Enabling key based authentication is simply a matter of adding your public key to the ~/.ssh/authorized_keys file on the server you wish to authenticate on. This should be the text content of the public key on its own line in the authorized_keys file. A command which makes this very easy is the following:

1 ssh-copy-id user@host

This will put your key in the authorized_keys file on the host machine - but this time will ask you to provide your password. Subsequent ssh commands will be allowed straight in.

Managing SSH Servers

Unless you have a solution such as Kerberos based authentication for your servers, it can be hard to remember all of the hostnames of the servers you deal with on a daily basis and the usernames you need to log in with, so a way of managing them is desirable. This is where the ~/.ssh/config file comes in. It has a pretty simple format:

1 Host dev-box
2 HostName lnx07zz01.mydomain
3 User antroy
4 
5 Host prod
6 HostName lnx07zz01.mydomain
7 User antroy
8 IdentityFile ~/.ssh/prod_key

The examples above include a simple entry that associates an alias for the user 'antroy' on the given host. The second example also provides a different ssh key than the default (~/.ssh/id_rsa.) This allows you to specify different keys for different machines to help prevent the loss of a private key compromising all of the machines you log in to.

Managing SSH Keys

Having a private ssh key can be useful, but as noted above a potential security risk. If you lose your private key anyone has access to any server that has your public key in its authorized_keys file. This risk can be mitigated to a large extent by securing the private key with a passphrase when the key is generated. Now, to use your private key you will need to type the passphrase. But wait a minute...

Old world

I need to log in to many different servers with a password. If I'm lucky all of my credentials are the same, but possibly not.

Intermediate world

I set up a key pair with no passphrase, and now I can log into all of those boxes without a password. Sweet. But insecure...

New world

I set a passphrase on my private key. We are secure again. But I again have to type in a passphrase every time I ssh onto a server. Only very marginally better than the old world since the password is at least the same for every box - though I have to go to the trouble of installing my key on each box.

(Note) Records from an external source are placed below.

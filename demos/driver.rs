use log::LevelFilter;
use simplelog::{Config, SimpleLogger};

use avl_balanced::AvlTree;

fn print_keys(label: &str, visit: impl FnOnce(&mut dyn FnMut(&i32))) {
    print!("{label}: ");
    visit(&mut |key| print!("{key} "));
    println!();
}

fn main() {
    let _ = SimpleLogger::init(LevelFilter::Debug, Config::default());

    let mut tree = AvlTree::new();
    for key in 0..10 {
        tree.insert(key);
    }
    println!("The height of the tree: {}", tree.height());
    print_keys("preOrder", |f| tree.preorder(f));
    print_keys("inOrder", |f| tree.inorder(f));
    print_keys("postOrder", |f| tree.postorder(f));
    print_keys("levelOrder", |f| tree.level_order(f));

    println!("delete element: 10");
    tree.remove(&10);

    for key in [10, 7] {
        match tree.search_iterative(&key) {
            Some(found) => println!("{found}"),
            None => println!("not found such element"),
        }
    }

    match tree.find_min().and_then(|min| tree.find_max().map(|max| (min, max))) {
        Ok((min, max)) => println!("min: {min}, max: {max}"),
        Err(err) => println!("{err}"),
    }
}
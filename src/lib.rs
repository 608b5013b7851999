//! An ordered set of keys kept in a self-balancing AVL tree.
//!
//! Insert, remove and search take O(log n) comparisons. After every
//! completed operation each node's subtrees differ in height by at most one.

mod error;
mod tree;

pub use error::{Error, Result};
pub use tree::AvlTree;
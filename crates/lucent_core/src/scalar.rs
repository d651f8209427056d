use crate::{
    complex::Complex128,
    dtype::DType,
    error::{Error, Result},
};
use std::fmt;

#[derive(Debug, Clone, Copy, PartialEq)]
#[cfg_attr(feature = "serde", derive(serde::Serialize, serde::Deserialize))]
pub enum Scalar {
    F64(f64),
    C128(Complex128),
}

impl Scalar {
    pub fn dtype(&self) -> DType {
        match self {
            Self::F64(_) => DType::F64,
            Self::C128(_) => DType::C128,
        }
    }

    /// Real value; complex scalars only convert when their imaginary part is zero.
    pub fn as_f64(&self) -> Result<f64> {
        match *self {
            Self::F64(x) => Ok(x),
            Self::C128(z) if z.im == 0.0 => Ok(z.re),
            Self::C128(z) => Err(Error::ConversionError(format!("cannot convert complex value {} to float64", z))),
        }
    }

    pub fn as_complex(&self) -> Complex128 {
        match *self {
            Self::F64(x) => Complex128::from(x),
            Self::C128(z) => z,
        }
    }
}

macro_rules! impl_from_real {
    ($($t:ty),*) => {
        $(
            impl From<$t> for Scalar {
                fn from(x: $t) -> Self {
                    Self::F64(x as f64)
                }
            }
        )*
    };
}

impl_from_real!(f64, f32, i32, i64, u32, usize);

impl From<Complex128> for Scalar {
    fn from(z: Complex128) -> Self {
        Self::C128(z)
    }
}

impl fmt::Display for Scalar {
    fn fmt(&self, f: &mut fmt::Formatter<'_>) -> fmt::Result {
        match self {
            Self::F64(x) => write!(f, "{}", x),
            Self::C128(z) => write!(f, "{}", z),
        }
    }
}
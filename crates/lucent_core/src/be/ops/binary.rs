use crate::{
    buffer::Buffer,
    complex::Complex128,
    error::{Error, Result},
};
use lucent_cpu::ops::binary::binary_map;

macro_rules! declare_binary_op {
    ($name:ident, $op:expr) => {
        /// Both buffers must already share a dtype. `metadata` follows the
        /// `dims_and_strides` convention of the CPU kernels.
        pub fn $name(lhs: &Buffer, rhs: &Buffer, size: usize, num_dims: usize, metadata: Option<&[usize]>) -> Result<Buffer> {
            match (lhs, rhs) {
                (Buffer::F64(l), Buffer::F64(r)) => {
                    let mut out = vec![0.0; size];
                    binary_map(num_dims, metadata, l, r, &mut out, $op);
                    Ok(Buffer::F64(out))
                }
                (Buffer::C128(l), Buffer::C128(r)) => {
                    let mut out = vec![Complex128::ZERO; size];
                    binary_map(num_dims, metadata, l, r, &mut out, $op);
                    Ok(Buffer::C128(out))
                }
                _ => Err(Error::DTypeMismatch {
                    expected: lhs.dtype(),
                    got: rhs.dtype(),
                }),
            }
        }
    };
}

declare_binary_op!(add, |a, b| a + b);
declare_binary_op!(sub, |a, b| a - b);
declare_binary_op!(mul, |a, b| a * b);
declare_binary_op!(div, |a, b| a / b);
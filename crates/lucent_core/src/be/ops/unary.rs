use crate::{
    buffer::Buffer,
    complex::Complex128,
    error::{Error, Result},
    scalar::Scalar,
};
use lucent_cpu::ops::unary::unary_map;

macro_rules! declare_unary_op {
    ($name:ident, $f64_op:expr, $c128_op:expr) => {
        pub fn $name(inp: &Buffer) -> Buffer {
            match inp {
                Buffer::F64(x) => {
                    let mut out = vec![0.0; x.len()];
                    unary_map(x, &mut out, $f64_op);
                    Buffer::F64(out)
                }
                Buffer::C128(x) => {
                    let mut out = vec![Complex128::ZERO; x.len()];
                    unary_map(x, &mut out, $c128_op);
                    Buffer::C128(out)
                }
            }
        }
    };
}

macro_rules! declare_to_real_op {
    ($name:ident, $f64_op:expr, $c128_op:expr) => {
        pub fn $name(inp: &Buffer) -> Buffer {
            let mut out = vec![0.0; inp.len()];
            match inp {
                Buffer::F64(x) => unary_map(x, &mut out, $f64_op),
                Buffer::C128(x) => unary_map(x, &mut out, $c128_op),
            }
            Buffer::F64(out)
        }
    };
}

declare_unary_op!(neg, |x: f64| -x, |z: Complex128| -z);
declare_unary_op!(conj, |x: f64| x, |z: Complex128| z.conj());
declare_unary_op!(exp, |x: f64| x.exp(), |z: Complex128| z.exp());
declare_unary_op!(square, |x: f64| x * x, |z: Complex128| z * z);

declare_to_real_op!(real, |x: f64| x, |z: Complex128| z.re);
declare_to_real_op!(imag, |_: f64| 0.0, |z: Complex128| z.im);
declare_to_real_op!(abs_square, |x: f64| x * x, |z: Complex128| z.magnitude_squared());

/// `cos x + i sin x` of a real buffer.
pub fn expc(inp: &Buffer) -> Result<Buffer> {
    let x = inp.as_f64_slice().map_err(|_| Error::UnsupportedDType {
        op: "expc",
        dtype: inp.dtype(),
    })?;
    let mut out = vec![Complex128::ZERO; x.len()];
    unary_map(x, &mut out, Complex128::cis);
    Ok(Buffer::C128(out))
}

pub fn powf(inp: &Buffer, p: f64) -> Buffer {
    match inp {
        Buffer::F64(x) => {
            let mut out = vec![0.0; x.len()];
            unary_map(x, &mut out, |v: f64| v.powf(p));
            Buffer::F64(out)
        }
        Buffer::C128(x) => {
            let mut out = vec![Complex128::ZERO; x.len()];
            unary_map(x, &mut out, |z: Complex128| z.powf(p));
            Buffer::C128(out)
        }
    }
}

pub fn mul_scalar(inp: &Buffer, s: Scalar) -> Buffer {
    match (inp, s) {
        (Buffer::F64(x), Scalar::F64(s)) => {
            let mut out = vec![0.0; x.len()];
            unary_map(x, &mut out, |v: f64| v * s);
            Buffer::F64(out)
        }
        (_, s) => {
            let s = s.as_complex();
            map_complex(inp, |z| z * s)
        }
    }
}

pub fn add_scalar(inp: &Buffer, s: Scalar) -> Buffer {
    match (inp, s) {
        (Buffer::F64(x), Scalar::F64(s)) => {
            let mut out = vec![0.0; x.len()];
            unary_map(x, &mut out, |v: f64| v + s);
            Buffer::F64(out)
        }
        (_, s) => {
            let s = s.as_complex();
            map_complex(inp, |z| z + s)
        }
    }
}

fn map_complex<F>(inp: &Buffer, op: F) -> Buffer
where
    F: Fn(Complex128) -> Complex128 + Send + Sync,
{
    let mut out = vec![Complex128::ZERO; inp.len()];
    match inp {
        Buffer::F64(x) => unary_map(x, &mut out, |v: f64| op(Complex128::from(v))),
        Buffer::C128(x) => unary_map(x, &mut out, op),
    }
    Buffer::C128(out)
}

Enter the ssh-agent program.

SSH Agent and Storing Unlocked SSH Keys

Clearly someone had realised the futility of ssh key-based access to servers when the private keys are passphrase protected and so part of the suite of ssh tools is the ssh-agent program. This needs to be started when the users shell starts (typically the xsession or login session) and the keys added to the agent. The agent will prompt for passphrases for those keys once at the start of your session, and from then on will serve the unlocked keys to the ssh program.

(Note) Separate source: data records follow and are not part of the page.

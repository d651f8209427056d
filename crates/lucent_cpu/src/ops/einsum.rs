use crate::element::Element;
use rayon::prelude::*;

/// Generic Einstein summation over pre-resolved labels.
///
/// Labels are numbered `0..sizes.len()`; the first `num_free` index the
/// output, the rest are summed. For every operand `operand_strides[k][l]` is
/// the sum of that operand's strides over the axes carrying label `l` (0 when
/// the label is absent, which broadcasts). `out_strides` does the same for the
/// output; positions where a repeated output label would disagree stay zero.
pub fn einsum<T: Element>(
    sizes: &[usize],
    num_free: usize,
    operand_strides: &[Vec<usize>],
    operands: &[&[T]],
    out_strides: &[usize],
    out: &mut [T],
) {
    let free_dims = &sizes[..num_free];
    let sum_dims = &sizes[num_free..];
    let free_size: usize = free_dims.iter().product();
    let sum_size: usize = sum_dims.iter().product();

    let values: Vec<(usize, T)> = (0..free_size)
        .into_par_iter()
        .map(|f| {
            let free_idx = unravel(f, free_dims);

            let out_offset: usize = free_idx.iter().zip(out_strides).map(|(&i, &s)| i * s).sum();
            let bases: Vec<usize> = operand_strides
                .iter()
                .map(|strides| free_idx.iter().zip(strides).map(|(&i, &s)| i * s).sum())
                .collect();

            let mut acc = T::zero();
            for s in 0..sum_size {
                let sum_idx = unravel(s, sum_dims);
                let mut prod = T::one();
                for ((operand, strides), &base) in operands.iter().zip(operand_strides).zip(&bases) {
                    let offset: usize = sum_idx
                        .iter()
                        .zip(&strides[num_free..])
                        .map(|(&i, &st)| i * st)
                        .sum();
                    prod = prod * operand[base + offset];
                }
                acc = acc + prod;
            }
            (out_offset, acc)
        })
        .collect();

    for (offset, value) in values {
        out[offset] = value;
    }
}

#[inline]
fn unravel(mut idx: usize, dims: &[usize]) -> Vec<usize> {
    let mut coords = vec![0; dims.len()];
    for d in (0..dims.len()).rev() {
        coords[d] = idx % dims[d];
        idx /= dims[d];
    }
    coords
}

#[cfg(test)]
mod tests {
    use super::*;

    #[test]
    fn trace_and_diagonal_embedding() {
        // "ii->" on a 2x2 matrix
        let a = [1.0, 2.0, 3.0, 4.0];
        let mut out = [0.0];
        einsum(&[2], 0, &[vec![3]], &[&a], &[], &mut out);
        assert_eq!(out, [5.0]);

        // "i->ii" of a vector
        let v = [7.0, 8.0];
        let mut diag = [0.0; 4];
        einsum(&[2], 1, &[vec![1]], &[&v], &[3], &mut diag);
        assert_eq!(diag, [7.0, 0.0, 0.0, 8.0]);
    }
}
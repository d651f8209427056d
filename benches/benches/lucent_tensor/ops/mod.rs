mod contract;
mod graph;

use criterion::criterion_group;

criterion_group!(benches, graph::basic, contract::basic);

On recent versions of Ubuntu the xsession starts with ssh-agent running. Other distros may differ and you may need to have your login startup file run ssh-agent. To add your keys and ensure that you get asked for the passphrase the first time you use the key, then add the following to your .bashrc or .profile:

1 export SSH_ASKPASS=/usr/bin/ssh-askpass
2 ssh-add </dev/null

Note - ssh-add will add your default keys to the agent. i.e. ~/.ssh/id_rsa and friends. To add other keys explicitly, they can be specified as a parameter to ssh-add. e.g.

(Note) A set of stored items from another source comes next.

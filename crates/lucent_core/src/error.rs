use crate::dtype::DType;
use std::fmt;

#[derive(Debug)]
pub enum Error {
    DTypeMismatch {
        expected: DType,
        got: DType,
    },
    UnsupportedDType {
        op: &'static str,
        dtype: DType,
    },
    InvalidArgument(String),
    IncompatibleShape(String),
    InvalidSubscripts(String),
    //
    BufferLocked,
    GradLocked,
    ShapeMismatch {
        expected: Vec<usize>,
        got: Vec<usize>,
        msg: String,
    },
    DimensionMismatch {
        expected: usize,
        got: usize,
    },
    DimensionOutOfBounds {
        dim: isize,
        ndim: usize,
    },
    IndexOutOfBounds {
        index: isize,
        size: usize,
    },
    ConversionError(String),
    NonScalarCost {
        shape: Vec<usize>,
    },
    // serde
    #[cfg(feature = "serde")]
    SerializationError(String),
    #[cfg(feature = "serde")]
    DeserializationError(String),
    //
    Internal {
        message: String,
    },
    External {
        message: String,
    },
}

pub type Result<T> = std::result::Result<T, Error>;

impl fmt::Display for Error {
    fn fmt(&self, f: &mut fmt::Formatter<'_>) -> fmt::Result {
        match self {
            Self::DTypeMismatch { expected, got } => {
                write!(f, "DType mismatch: expected {:?}, got {:?}", expected, got)
            }
            Self::UnsupportedDType { op, dtype } => {
                write!(f, "Unsupported data type: {} is not defined for {}", op, dtype.as_str())
            }
            Self::InvalidArgument(msg) => write!(f, "Invalid argument: {}", msg),
            Self::IncompatibleShape(msg) => write!(f, "Incompatible shape: {}", msg),
            Self::InvalidSubscripts(msg) => write!(f, "Invalid einsum subscripts: {}", msg),

            Self::BufferLocked => write!(f, "Buffer is locked"),
            Self::GradLocked => write!(f, "Grad is locked"),
            Self::ShapeMismatch { expected, got, msg } => {
                write!(f, "Shape mismatch ({}): expected {:?}, got {:?}", msg, expected, got)
            }
            Self::DimensionMismatch { expected, got } => {
                write!(f, "Dimension mismatch: expected {} dimensions, got {}", expected, got)
            }
            Self::DimensionOutOfBounds { dim, ndim } => {
                write!(
                    f,
                    "Dimension out of bounds: dimension {} is not valid for an array with {} dimensions",
                    dim, ndim
                )
            }
            Self::IndexOutOfBounds { index, size } => {
                write!(f, "Index out of bounds: index {} is out of bounds for axis with size {}", index, size)
            }
            Self::ConversionError(msg) => {
                write!(f, "Type conversion error: {}", msg)
            }
            Self::NonScalarCost { shape } => {
                write!(f, "Cost must evaluate to a single element, got shape {:?}", shape)
            }
            #[cfg(feature = "serde")]
            Self::SerializationError(msg) => {
                write!(f, "Serialization error: {}", msg)
            }
            #[cfg(feature = "serde")]
            Self::DeserializationError(msg) => {
                write!(f, "Deserialization error: {}", msg)
            }
            Self::Internal { message } => {
                write!(f, "Internal error: {}", message)
            }
            Self::External { message } => {
                write!(f, "External error: {}", message)
            }
        }
    }
}

impl std::error::Error for Error {}

impl Error {
    /// True for every variant of the shape-mismatch class (broadcasting,
    /// contraction and slicing failures).
    pub fn is_shape_error(&self) -> bool {
        matches!(
            self,
            Self::IncompatibleShape(_)
                | Self::ShapeMismatch { .. }
                | Self::DimensionMismatch { .. }
                | Self::DimensionOutOfBounds { .. }
                | Self::IndexOutOfBounds { .. }
        )
    }
}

1 ssh-add ~/.ssh/dev_id ~/.ssh/prod_id </dev/null

World as it should be

I set a passphrase on my private key and enter that passphrase when my computer starts up - and that passphrase is remembered by the ssh-agent for the duration of my session. Even better - if you have a password manager running (from Gnome or KDE for example) it will remember the passwords you give to the ssh-agent, so you only need to authenticate once for your password manager in order for the passphrases for all of your keys to be stored.

The ssh suite of programs are useful, versatile and should be a part of any developer or operations engineer's toolbox.